### What is required
Extract every line from the records below that contains the word "CacheRegistry".

### Information supplied
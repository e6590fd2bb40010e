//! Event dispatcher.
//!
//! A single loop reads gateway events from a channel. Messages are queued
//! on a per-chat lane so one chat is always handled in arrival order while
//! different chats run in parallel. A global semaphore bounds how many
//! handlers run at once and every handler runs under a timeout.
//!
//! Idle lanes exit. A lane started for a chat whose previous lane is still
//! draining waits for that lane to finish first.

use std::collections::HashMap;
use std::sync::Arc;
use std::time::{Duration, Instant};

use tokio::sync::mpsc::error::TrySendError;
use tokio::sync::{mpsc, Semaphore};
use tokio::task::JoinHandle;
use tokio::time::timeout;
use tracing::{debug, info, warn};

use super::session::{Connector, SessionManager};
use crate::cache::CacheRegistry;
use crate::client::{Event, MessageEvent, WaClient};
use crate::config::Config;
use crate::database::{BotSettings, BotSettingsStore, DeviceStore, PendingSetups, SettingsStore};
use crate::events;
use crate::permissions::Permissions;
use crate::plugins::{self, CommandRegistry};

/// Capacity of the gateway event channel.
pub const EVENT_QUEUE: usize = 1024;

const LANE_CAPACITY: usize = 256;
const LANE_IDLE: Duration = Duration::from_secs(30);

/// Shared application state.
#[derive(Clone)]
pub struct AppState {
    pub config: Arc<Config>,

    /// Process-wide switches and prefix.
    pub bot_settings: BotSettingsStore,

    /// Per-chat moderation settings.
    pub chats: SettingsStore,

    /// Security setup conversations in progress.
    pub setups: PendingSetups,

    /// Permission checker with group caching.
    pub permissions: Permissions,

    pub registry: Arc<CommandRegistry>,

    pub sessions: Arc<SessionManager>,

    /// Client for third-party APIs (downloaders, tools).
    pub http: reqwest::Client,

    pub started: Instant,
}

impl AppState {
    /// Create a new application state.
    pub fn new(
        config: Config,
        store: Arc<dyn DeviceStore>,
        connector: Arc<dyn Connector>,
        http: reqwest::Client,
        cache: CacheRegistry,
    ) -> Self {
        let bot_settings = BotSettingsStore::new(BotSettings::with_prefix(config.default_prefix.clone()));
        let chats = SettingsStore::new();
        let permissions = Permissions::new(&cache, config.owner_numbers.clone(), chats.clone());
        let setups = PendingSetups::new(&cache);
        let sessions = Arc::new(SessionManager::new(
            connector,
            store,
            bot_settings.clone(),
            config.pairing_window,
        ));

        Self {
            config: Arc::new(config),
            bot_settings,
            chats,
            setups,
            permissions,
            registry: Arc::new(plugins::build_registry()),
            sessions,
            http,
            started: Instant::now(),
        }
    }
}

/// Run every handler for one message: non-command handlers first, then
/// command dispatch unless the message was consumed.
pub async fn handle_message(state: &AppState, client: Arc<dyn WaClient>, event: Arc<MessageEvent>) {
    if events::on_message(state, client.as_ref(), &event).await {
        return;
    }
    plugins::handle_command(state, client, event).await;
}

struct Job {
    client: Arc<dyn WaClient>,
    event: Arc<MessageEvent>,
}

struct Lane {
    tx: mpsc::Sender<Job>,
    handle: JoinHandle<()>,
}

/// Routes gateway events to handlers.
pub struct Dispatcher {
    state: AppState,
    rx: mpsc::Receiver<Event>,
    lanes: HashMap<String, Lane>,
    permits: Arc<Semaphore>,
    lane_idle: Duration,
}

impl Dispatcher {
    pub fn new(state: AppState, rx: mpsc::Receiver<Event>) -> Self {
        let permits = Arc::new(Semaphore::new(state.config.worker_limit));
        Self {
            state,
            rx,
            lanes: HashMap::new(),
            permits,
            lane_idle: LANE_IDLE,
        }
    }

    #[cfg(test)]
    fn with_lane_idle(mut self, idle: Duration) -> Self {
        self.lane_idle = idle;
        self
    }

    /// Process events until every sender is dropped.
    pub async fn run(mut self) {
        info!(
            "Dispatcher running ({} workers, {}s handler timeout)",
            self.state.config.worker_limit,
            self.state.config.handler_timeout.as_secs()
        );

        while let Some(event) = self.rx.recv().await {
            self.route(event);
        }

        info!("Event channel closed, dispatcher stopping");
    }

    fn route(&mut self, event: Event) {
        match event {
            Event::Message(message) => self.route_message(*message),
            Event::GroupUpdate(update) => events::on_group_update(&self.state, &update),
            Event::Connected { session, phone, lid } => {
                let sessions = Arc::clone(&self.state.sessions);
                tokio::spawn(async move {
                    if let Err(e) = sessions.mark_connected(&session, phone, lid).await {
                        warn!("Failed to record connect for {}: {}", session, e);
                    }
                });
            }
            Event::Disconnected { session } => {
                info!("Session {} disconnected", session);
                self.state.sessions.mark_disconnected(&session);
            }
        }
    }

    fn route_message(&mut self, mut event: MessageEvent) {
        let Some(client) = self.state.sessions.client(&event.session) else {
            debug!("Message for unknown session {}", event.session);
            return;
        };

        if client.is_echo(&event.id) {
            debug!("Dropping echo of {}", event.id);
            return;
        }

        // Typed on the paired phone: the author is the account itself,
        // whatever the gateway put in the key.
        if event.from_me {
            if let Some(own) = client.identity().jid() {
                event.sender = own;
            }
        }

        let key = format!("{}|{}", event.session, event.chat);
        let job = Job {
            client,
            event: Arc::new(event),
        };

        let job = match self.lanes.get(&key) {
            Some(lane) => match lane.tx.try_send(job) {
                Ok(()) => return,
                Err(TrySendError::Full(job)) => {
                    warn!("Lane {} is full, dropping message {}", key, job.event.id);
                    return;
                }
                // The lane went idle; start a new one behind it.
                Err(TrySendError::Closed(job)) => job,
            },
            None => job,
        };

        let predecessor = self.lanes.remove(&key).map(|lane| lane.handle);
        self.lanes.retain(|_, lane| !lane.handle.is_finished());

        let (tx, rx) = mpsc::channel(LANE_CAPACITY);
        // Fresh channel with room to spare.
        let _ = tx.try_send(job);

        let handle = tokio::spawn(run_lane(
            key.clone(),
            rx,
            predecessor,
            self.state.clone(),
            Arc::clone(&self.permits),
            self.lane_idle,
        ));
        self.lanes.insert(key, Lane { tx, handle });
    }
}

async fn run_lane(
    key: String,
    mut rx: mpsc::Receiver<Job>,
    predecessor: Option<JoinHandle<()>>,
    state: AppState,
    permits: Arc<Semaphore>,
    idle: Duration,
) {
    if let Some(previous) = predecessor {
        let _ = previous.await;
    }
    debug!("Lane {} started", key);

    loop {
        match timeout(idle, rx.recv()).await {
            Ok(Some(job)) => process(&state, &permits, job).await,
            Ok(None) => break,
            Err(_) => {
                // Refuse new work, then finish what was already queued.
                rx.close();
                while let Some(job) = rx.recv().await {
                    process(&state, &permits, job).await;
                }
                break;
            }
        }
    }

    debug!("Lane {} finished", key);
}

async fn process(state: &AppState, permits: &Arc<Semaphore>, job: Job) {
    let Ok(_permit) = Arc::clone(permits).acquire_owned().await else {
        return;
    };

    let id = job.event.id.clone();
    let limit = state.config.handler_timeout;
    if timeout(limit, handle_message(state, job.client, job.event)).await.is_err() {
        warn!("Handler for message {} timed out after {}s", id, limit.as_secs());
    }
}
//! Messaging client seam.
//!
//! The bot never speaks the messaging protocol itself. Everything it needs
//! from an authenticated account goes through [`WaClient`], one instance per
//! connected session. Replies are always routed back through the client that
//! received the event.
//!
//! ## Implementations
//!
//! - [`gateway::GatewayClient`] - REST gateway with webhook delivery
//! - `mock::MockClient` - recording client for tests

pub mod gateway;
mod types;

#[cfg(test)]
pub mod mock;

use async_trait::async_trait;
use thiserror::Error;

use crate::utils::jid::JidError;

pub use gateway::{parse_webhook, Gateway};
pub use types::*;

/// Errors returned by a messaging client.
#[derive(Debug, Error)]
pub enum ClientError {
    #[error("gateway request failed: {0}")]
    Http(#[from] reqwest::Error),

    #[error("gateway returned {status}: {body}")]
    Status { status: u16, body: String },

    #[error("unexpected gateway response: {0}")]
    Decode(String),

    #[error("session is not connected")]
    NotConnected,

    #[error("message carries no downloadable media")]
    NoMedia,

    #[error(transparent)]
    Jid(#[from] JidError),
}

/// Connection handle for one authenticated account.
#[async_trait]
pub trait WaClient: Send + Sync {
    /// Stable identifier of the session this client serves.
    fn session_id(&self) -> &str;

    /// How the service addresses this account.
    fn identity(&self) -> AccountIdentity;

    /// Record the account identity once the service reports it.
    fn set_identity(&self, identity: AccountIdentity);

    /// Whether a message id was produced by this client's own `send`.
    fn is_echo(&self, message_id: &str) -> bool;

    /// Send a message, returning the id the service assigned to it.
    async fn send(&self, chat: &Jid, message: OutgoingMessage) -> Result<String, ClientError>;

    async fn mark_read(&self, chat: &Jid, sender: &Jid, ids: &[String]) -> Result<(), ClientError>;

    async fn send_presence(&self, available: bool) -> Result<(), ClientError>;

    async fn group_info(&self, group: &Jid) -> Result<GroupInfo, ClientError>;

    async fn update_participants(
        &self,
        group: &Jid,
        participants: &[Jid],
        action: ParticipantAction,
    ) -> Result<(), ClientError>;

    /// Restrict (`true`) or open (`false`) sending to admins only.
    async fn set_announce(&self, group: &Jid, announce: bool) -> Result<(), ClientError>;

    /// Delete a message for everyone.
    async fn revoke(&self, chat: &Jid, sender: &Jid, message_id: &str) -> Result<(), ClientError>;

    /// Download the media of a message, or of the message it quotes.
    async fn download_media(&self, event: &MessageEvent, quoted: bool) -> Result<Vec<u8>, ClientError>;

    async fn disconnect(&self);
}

### Answer box
use crate::cache::CacheRegistry;
        cache: CacheRegistry,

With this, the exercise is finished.